TASK TO CARRY OUT: The entries below should be transcribed exactly, every one of them.

● ● ● ● ● ● ●

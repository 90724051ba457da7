use std::path::PathBuf;

use gamus_config::{ConfigBackend, ConfigError, GamusPaths, config_backend, paths};
use gamus_core::domain::DeliveryConfig;
use serde::{Deserialize, Serialize};
use tracing::warn;

/// Sección `[delivery]` de `gamus.toml`.
///
/// ```toml
/// [delivery]
/// party_id = "PADPIDA2024000001"
/// party_name = "Ava Music"
/// destination_name = "StreamCo"
/// export_dir = "/srv/gamus/exports"   # opcional
/// ```
#[derive(Debug, Clone, Default, PartialEq, Eq, Serialize, Deserialize)]
pub struct DeliverySettings {
  #[serde(default)]
  pub party_id: String,
  #[serde(default)]
  pub party_name: String,
  #[serde(default)]
  pub destination_name: String,
  /// Directorio de exportación; por defecto `<data_dir>/exports`.
  #[serde(default, skip_serializing_if = "Option::is_none")]
  pub export_dir: Option<PathBuf>,
}

impl DeliverySettings {
  pub const SECTION: &'static str = "delivery";

  /// Carga desde la sección `[delivery]` de gamus.toml usando el backend global.
  pub fn load() -> Result<Self, ConfigError> {
    Self::load_from(config_backend()?)
  }

  /// Variante para tests: inyectar un backend distinto.
  pub fn load_from<B: ConfigBackend>(backend: &B) -> Result<Self, ConfigError> {
    let settings: Self = backend.load_section_with_default(Self::SECTION)?;

    if settings.delivery_config().first_missing_field().is_some() {
      warn!("[delivery] section is incomplete; generation will be refused until it is filled in");
    }
    Ok(settings)
  }

  pub fn save(&self) -> Result<(), ConfigError> {
    self.save_to(config_backend()?)
  }

  pub fn save_to<B: ConfigBackend>(&self, backend: &B) -> Result<(), ConfigError> {
    backend.save_section(Self::SECTION, self)
  }

  /// Identidad de entrega que consume el generador.
  pub fn delivery_config(&self) -> DeliveryConfig {
    DeliveryConfig::new(self.party_id.trim(), self.party_name.trim(), self.destination_name.trim())
  }

  /// Directorio de exportación efectivo.
  pub fn export_dir(&self) -> Result<PathBuf, ConfigError> {
    match &self.export_dir {
      Some(dir) => Ok(dir.clone()),
      None => Ok(Self::default_export_dir(paths()?)),
    }
  }

  pub fn default_export_dir(paths: &GamusPaths) -> PathBuf {
    paths.export_dir.clone()
  }
}
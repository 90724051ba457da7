use std::ffi::OsString;
use std::fs;
use std::io::{self, Write};
use std::path::{Path, PathBuf};

use thiserror::Error;

#[derive(Debug, Error)]
pub enum FsError {
  #[error("io error: {0}")]
  Io(#[from] std::io::Error),

  #[error("invalid file name: {0:?}")]
  InvalidName(String),
}

/// Escribe `contents` en `path` de forma atómica: primero a un `.tmp` hermano,
/// `fsync`, y después `rename` sobre el destino.
///
/// Un lector nunca ve el fichero a medio escribir.
pub fn atomic_write_str(path: &Path, contents: &str) -> io::Result<()> {
  let tmp_path = tmp_sibling(path);

  {
    let mut tmp_file = fs::File::create(&tmp_path)?;
    tmp_file.write_all(contents.as_bytes())?;
    tmp_file.sync_all()?;
  }

  if let Err(e) = fs::rename(&tmp_path, path) {
    let _ = fs::remove_file(&tmp_path);
    return Err(e);
  }
  Ok(())
}

/// `dir/name.ext` -> `dir/name.ext.tmp`
fn tmp_sibling(path: &Path) -> PathBuf {
  let mut name = path.file_name().map(OsString::from).unwrap_or_default();
  name.push(".tmp");
  path.with_file_name(name)
}

/// Valida que `name` sea un nombre de fichero simple, sin directorios.
pub(crate) fn plain_file_stem(name: &str) -> Result<&str, FsError> {
  let trimmed = name.trim();
  let invalid = trimmed.is_empty()
    || trimmed == "."
    || trimmed == ".."
    || trimmed.contains(['/', '\\'])
    || trimmed.contains('\0');

  if invalid { Err(FsError::InvalidName(name.to_string())) } else { Ok(trimmed) }
}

● ● ● ● ● ● ●

SOLUTION FOR THIS PROBLEM:
repository 90724051ba457da7
use std::path::PathBuf;

use gamus_config::{ConfigBackend, ConfigError, GamusPaths, config_backend, paths};
use gamus_core::domain::DeliveryConfig;
use serde::{Deserialize, Serialize};
use tracing::warn;

/// Sección `[delivery]` de `gamus.toml`.
///
/// ```toml
/// [delivery]
/// party_id = "PADPIDA2024000001"
/// party_name = "Ava Music"
/// destination_name = "StreamCo"
/// export_dir = "/srv/gamus/exports"   # opcional
/// ```
#[derive(Debug, Clone, Default, PartialEq, Eq, Serialize, Deserialize)]
pub struct DeliverySettings {
  #[serde(default)]
  pub party_id: String,
  #[serde(default)]
  pub party_name: String,
  #[serde(default)]
  pub destination_name: String,
  /// Directorio de exportación; por defecto `<data_dir>/exports`.
  #[serde(default, skip_serializing_if = "Option::is_none")]
  pub export_dir: Option<PathBuf>,
}

impl DeliverySettings {
  pub const SECTION: &'static str = "delivery";

  /// Carga desde la sección `[delivery]` de gamus.toml usando el backend global.
  pub fn load() -> Result<Self, ConfigError> {
    Self::load_from(config_backend()?)
  }

  /// Variante para tests: inyectar un backend distinto.
  pub fn load_from<B: ConfigBackend>(backend: &B) -> Result<Self, ConfigError> {
    let settings: Self = backend.load_section_with_default(Self::SECTION)?;

    if settings.delivery_config().first_missing_field().is_some() {
      warn!("[delivery] section is incomplete; generation will be refused until it is filled in");
    }
    Ok(settings)
  }

  pub fn save(&self) -> Result<(), ConfigError> {
    self.save_to(config_backend()?)
  }

  pub fn save_to<B: ConfigBackend>(&self, backend: &B) -> Result<(), ConfigError> {
    backend.save_section(Self::SECTION, self)
  }

  /// Identidad de entrega que consume el generador.
  pub fn delivery_config(&self) -> DeliveryConfig {
    DeliveryConfig::new(self.party_id.trim(), self.party_name.trim(), self.destination_name.trim())
  }

  /// Directorio de exportación efectivo.
  pub fn export_dir(&self) -> Result<PathBuf, ConfigError> {
    match &self.export_dir {
      Some(dir) => Ok(dir.clone()),
      None => Ok(Self::default_export_dir(paths()?)),
    }
  }

  pub fn default_export_dir(paths: &GamusPaths) -> PathBuf {
    paths.export_dir.clone()
  }
}
repository 90724051ba457da7
use std::ffi::OsString;
use std::fs;
use std::io::{self, Write};
use std::path::{Path, PathBuf};

use thiserror::Error;

#[derive(Debug, Error)]
pub enum FsError {
  #[error("io error: {0}")]
  Io(#[from] std::io::Error),

  #[error("invalid file name: {0:?}")]
  InvalidName(String),
}

/// Escribe `contents` en `path` de forma atómica: primero a un `.tmp` hermano,
/// `fsync`, y después `rename` sobre el destino.
///
/// Un lector nunca ve el fichero a medio escribir.
pub fn atomic_write_str(path: &Path, contents: &str) -> io::Result<()> {
  let tmp_path = tmp_sibling(path);

  {
    let mut tmp_file = fs::File::create(&tmp_path)?;
    tmp_file.write_all(contents.as_bytes())?;
    tmp_file.sync_all()?;
  }

  if let Err(e) = fs::rename(&tmp_path, path) {
    let _ = fs::remove_file(&tmp_path);
    return Err(e);
  }
  Ok(())
}

/// `dir/name.ext` -> `dir/name.ext.tmp`
fn tmp_sibling(path: &Path) -> PathBuf {
  let mut name = path.file_name().map(OsString::from).unwrap_or_default();
  name.push(".tmp");
  path.with_file_name(name)
}

/// Valida que `name` sea un nombre de fichero simple, sin directorios.
pub(crate) fn plain_file_stem(name: &str) -> Result<&str, FsError> {
  let trimmed = name.trim();
  let invalid = trimmed.is_empty()
    || trimmed == "."
    || trimmed == ".."
    || trimmed.contains(['/', '\\'])
    || trimmed.contains('\0');

  if invalid { Err(FsError::InvalidName(name.to_string())) } else { Ok(trimmed) }
}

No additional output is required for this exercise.